====== Excerpted records ======
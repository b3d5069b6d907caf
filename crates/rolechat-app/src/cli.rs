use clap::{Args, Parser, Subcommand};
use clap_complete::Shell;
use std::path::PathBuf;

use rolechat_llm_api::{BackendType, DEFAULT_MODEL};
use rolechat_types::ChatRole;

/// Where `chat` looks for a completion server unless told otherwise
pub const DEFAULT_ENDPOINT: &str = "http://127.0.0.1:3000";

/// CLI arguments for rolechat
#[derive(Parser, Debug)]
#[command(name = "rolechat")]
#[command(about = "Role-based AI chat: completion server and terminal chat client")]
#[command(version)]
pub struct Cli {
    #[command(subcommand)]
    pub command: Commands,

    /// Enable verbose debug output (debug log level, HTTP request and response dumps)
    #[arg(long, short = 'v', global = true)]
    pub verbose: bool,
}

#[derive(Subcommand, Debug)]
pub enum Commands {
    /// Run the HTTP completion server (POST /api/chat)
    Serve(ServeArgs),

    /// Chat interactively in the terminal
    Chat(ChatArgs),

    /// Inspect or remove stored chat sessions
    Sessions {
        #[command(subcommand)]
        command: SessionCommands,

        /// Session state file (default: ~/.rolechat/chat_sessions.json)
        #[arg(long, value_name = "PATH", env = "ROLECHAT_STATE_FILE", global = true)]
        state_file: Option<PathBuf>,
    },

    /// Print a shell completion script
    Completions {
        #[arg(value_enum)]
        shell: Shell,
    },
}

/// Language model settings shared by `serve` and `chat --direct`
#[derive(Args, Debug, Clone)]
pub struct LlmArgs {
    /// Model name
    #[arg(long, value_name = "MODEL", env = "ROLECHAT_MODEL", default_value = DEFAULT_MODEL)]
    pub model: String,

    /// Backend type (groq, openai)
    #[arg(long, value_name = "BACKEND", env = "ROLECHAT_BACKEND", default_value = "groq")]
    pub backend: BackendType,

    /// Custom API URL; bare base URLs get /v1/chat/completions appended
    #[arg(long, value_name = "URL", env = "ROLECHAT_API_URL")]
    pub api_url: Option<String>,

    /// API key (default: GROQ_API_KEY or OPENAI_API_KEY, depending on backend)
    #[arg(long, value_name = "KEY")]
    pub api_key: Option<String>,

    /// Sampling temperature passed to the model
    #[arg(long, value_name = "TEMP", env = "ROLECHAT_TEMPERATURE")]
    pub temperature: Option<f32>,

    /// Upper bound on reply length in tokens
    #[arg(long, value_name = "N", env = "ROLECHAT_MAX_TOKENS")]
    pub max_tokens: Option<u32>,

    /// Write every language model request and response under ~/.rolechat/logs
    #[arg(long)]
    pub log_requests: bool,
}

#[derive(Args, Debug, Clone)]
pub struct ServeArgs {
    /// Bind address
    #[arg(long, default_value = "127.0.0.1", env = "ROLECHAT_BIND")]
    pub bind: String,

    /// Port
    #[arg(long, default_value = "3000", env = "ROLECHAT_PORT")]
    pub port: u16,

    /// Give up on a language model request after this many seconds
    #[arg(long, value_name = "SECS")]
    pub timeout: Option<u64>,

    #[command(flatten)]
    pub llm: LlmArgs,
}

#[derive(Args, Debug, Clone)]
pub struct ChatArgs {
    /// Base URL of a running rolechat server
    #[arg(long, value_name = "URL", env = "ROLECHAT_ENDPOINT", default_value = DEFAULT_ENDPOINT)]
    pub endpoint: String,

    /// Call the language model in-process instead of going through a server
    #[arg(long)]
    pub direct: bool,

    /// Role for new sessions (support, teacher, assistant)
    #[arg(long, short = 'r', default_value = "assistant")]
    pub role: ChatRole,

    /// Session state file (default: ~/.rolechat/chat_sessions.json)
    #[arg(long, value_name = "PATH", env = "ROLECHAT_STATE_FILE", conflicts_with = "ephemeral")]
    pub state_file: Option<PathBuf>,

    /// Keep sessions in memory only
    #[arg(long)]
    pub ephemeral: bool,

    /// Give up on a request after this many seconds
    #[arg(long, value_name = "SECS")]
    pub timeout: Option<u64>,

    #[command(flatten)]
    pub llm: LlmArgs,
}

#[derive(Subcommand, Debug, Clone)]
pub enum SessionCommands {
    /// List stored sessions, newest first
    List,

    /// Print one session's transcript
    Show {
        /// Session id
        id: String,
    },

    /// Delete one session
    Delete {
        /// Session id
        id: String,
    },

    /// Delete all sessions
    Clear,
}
======
====== Excerpted records ======
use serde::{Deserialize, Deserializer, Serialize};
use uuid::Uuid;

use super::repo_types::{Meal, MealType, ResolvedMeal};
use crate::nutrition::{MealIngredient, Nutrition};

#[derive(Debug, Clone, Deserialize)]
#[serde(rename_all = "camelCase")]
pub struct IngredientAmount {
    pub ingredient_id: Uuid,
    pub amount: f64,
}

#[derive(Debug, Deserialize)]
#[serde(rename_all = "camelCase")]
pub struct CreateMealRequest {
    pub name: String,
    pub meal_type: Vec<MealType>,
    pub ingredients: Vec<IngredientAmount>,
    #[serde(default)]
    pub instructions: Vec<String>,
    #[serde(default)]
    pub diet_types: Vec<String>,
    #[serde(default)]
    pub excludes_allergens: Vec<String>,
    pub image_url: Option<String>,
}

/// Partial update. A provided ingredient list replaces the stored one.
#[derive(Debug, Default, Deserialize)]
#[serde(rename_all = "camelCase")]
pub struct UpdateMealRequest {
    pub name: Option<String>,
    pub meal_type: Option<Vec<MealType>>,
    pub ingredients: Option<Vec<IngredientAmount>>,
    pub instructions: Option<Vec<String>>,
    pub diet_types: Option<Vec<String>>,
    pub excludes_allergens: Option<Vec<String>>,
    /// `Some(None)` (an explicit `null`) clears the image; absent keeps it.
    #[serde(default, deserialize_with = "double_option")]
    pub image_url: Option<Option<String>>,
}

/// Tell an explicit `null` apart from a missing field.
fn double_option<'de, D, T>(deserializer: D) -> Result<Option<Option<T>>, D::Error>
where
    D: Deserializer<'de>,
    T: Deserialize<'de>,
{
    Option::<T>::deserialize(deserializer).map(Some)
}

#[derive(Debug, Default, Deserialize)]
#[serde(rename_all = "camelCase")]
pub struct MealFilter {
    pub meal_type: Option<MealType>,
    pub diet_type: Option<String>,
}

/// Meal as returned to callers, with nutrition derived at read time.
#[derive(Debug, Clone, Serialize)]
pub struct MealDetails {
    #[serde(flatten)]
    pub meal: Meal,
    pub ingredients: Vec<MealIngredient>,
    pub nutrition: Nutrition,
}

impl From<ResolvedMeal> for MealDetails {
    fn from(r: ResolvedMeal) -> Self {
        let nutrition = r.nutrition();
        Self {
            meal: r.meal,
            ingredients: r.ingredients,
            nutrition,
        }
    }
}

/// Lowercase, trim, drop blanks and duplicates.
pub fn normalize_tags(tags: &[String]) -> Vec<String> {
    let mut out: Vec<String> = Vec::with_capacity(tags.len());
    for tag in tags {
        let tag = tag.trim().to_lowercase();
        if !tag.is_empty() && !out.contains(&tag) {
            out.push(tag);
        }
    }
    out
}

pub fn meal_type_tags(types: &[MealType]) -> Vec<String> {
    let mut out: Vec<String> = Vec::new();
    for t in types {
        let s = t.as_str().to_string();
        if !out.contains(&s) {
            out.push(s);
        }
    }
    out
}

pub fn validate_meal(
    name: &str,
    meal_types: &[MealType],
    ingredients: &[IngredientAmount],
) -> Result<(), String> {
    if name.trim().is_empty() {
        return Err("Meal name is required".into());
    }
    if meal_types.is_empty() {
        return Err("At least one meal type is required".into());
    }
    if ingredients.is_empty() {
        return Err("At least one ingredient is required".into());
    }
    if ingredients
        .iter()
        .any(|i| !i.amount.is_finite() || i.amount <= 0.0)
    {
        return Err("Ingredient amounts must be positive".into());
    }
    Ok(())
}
======
* Exercise aim *
Scan the records above for the word "global". Copy each line that has it.

* Exercise result *
    #[arg(long, short = 'v', global = true)]
        #[arg(long, value_name = "PATH", env = "ROLECHAT_STATE_FILE", global = true)]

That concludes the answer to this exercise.